Task brief
Track down each line below containing the string "const" and copy it.

[Collected data entries]
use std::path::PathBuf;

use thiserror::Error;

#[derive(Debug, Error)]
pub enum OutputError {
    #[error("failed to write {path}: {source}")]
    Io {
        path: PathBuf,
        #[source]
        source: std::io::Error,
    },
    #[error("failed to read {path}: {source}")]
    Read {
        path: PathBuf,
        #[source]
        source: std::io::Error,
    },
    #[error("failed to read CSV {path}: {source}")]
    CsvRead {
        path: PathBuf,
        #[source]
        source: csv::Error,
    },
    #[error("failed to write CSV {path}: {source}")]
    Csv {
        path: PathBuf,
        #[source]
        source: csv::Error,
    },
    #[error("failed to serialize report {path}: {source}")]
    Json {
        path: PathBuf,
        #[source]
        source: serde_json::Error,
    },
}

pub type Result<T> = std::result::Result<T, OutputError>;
---
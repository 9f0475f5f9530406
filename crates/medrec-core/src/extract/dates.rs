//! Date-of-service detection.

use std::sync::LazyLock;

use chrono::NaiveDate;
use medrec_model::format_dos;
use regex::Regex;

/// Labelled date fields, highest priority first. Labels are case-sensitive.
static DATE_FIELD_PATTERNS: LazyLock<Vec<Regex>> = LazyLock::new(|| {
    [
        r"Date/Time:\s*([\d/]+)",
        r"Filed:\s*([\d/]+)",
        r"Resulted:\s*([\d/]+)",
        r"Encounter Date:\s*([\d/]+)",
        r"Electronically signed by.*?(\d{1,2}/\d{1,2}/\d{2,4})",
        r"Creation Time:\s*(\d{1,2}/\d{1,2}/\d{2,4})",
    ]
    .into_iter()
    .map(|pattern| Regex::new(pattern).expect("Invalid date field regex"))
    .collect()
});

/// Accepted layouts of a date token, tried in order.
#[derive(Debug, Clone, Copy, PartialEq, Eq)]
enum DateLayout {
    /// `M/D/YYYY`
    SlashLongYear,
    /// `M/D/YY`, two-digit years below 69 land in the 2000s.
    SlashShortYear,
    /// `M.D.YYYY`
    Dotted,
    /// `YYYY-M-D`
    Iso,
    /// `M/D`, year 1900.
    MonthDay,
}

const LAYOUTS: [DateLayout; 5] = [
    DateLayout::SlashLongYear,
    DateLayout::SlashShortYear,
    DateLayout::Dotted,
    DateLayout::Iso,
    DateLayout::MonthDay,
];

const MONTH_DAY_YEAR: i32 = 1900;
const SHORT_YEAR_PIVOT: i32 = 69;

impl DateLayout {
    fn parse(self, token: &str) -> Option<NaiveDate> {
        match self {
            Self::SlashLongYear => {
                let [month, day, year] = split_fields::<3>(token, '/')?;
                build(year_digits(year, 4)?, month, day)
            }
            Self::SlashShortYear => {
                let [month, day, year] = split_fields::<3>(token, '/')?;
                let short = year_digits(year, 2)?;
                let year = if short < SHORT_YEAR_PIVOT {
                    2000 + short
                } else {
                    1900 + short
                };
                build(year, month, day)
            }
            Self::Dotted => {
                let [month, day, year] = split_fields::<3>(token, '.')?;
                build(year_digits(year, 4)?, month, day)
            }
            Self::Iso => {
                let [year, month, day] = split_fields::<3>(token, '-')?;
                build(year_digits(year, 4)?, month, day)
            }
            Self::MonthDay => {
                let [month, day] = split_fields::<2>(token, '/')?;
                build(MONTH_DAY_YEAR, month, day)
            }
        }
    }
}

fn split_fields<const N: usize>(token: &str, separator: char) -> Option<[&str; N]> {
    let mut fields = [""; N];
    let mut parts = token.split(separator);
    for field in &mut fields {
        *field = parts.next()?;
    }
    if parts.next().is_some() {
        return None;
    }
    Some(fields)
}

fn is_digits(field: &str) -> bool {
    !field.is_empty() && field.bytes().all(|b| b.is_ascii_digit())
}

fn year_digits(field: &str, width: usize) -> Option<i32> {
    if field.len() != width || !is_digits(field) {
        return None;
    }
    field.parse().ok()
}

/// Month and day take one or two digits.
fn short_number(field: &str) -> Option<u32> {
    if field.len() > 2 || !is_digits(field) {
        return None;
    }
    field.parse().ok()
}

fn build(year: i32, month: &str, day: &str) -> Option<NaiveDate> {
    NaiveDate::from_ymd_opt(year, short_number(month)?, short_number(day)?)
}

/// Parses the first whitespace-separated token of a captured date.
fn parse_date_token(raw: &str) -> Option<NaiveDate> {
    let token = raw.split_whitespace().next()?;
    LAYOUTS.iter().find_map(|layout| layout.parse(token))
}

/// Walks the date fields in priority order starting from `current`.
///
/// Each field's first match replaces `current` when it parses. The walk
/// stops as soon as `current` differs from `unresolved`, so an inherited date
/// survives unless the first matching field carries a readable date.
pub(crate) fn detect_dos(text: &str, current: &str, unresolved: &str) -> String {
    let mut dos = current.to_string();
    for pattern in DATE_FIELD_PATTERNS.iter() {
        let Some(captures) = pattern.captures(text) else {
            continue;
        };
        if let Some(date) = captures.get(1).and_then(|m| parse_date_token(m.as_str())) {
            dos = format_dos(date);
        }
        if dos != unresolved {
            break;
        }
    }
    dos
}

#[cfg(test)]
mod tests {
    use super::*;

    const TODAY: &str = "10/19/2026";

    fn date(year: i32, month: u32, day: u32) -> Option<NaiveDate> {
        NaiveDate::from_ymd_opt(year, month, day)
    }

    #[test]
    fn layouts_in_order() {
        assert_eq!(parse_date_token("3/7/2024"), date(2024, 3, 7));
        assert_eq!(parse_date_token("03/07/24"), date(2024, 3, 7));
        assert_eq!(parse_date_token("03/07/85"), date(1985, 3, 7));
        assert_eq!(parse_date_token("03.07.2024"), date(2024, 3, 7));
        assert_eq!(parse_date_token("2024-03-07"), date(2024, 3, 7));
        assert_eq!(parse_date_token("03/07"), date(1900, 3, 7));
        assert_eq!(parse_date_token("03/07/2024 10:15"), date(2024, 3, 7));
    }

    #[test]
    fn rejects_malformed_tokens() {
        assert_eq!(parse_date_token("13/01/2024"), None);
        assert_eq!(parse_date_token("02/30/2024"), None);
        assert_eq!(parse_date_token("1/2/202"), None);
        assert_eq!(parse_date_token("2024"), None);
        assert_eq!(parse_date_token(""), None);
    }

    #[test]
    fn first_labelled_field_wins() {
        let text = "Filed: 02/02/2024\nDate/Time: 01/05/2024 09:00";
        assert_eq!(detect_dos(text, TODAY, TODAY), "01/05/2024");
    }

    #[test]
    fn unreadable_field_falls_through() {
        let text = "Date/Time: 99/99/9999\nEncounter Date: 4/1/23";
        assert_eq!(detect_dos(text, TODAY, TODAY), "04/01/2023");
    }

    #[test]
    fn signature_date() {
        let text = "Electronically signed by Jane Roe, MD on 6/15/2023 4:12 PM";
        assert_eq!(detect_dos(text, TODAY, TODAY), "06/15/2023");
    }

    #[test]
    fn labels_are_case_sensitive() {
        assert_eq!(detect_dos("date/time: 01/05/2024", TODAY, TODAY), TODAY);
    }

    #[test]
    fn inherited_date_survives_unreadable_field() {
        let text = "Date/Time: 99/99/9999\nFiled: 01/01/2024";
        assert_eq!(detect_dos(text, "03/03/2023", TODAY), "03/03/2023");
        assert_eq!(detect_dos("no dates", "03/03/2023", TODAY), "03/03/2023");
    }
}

Exercise output
const LAYOUTS: [DateLayout; 5] = [
const MONTH_DAY_YEAR: i32 = 1900;
const SHORT_YEAR_PIVOT: i32 = 69;
fn split_fields<const N: usize>(token: &str, separator: char) -> Option<[&str; N]> {
    const TODAY: &str = "10/19/2026";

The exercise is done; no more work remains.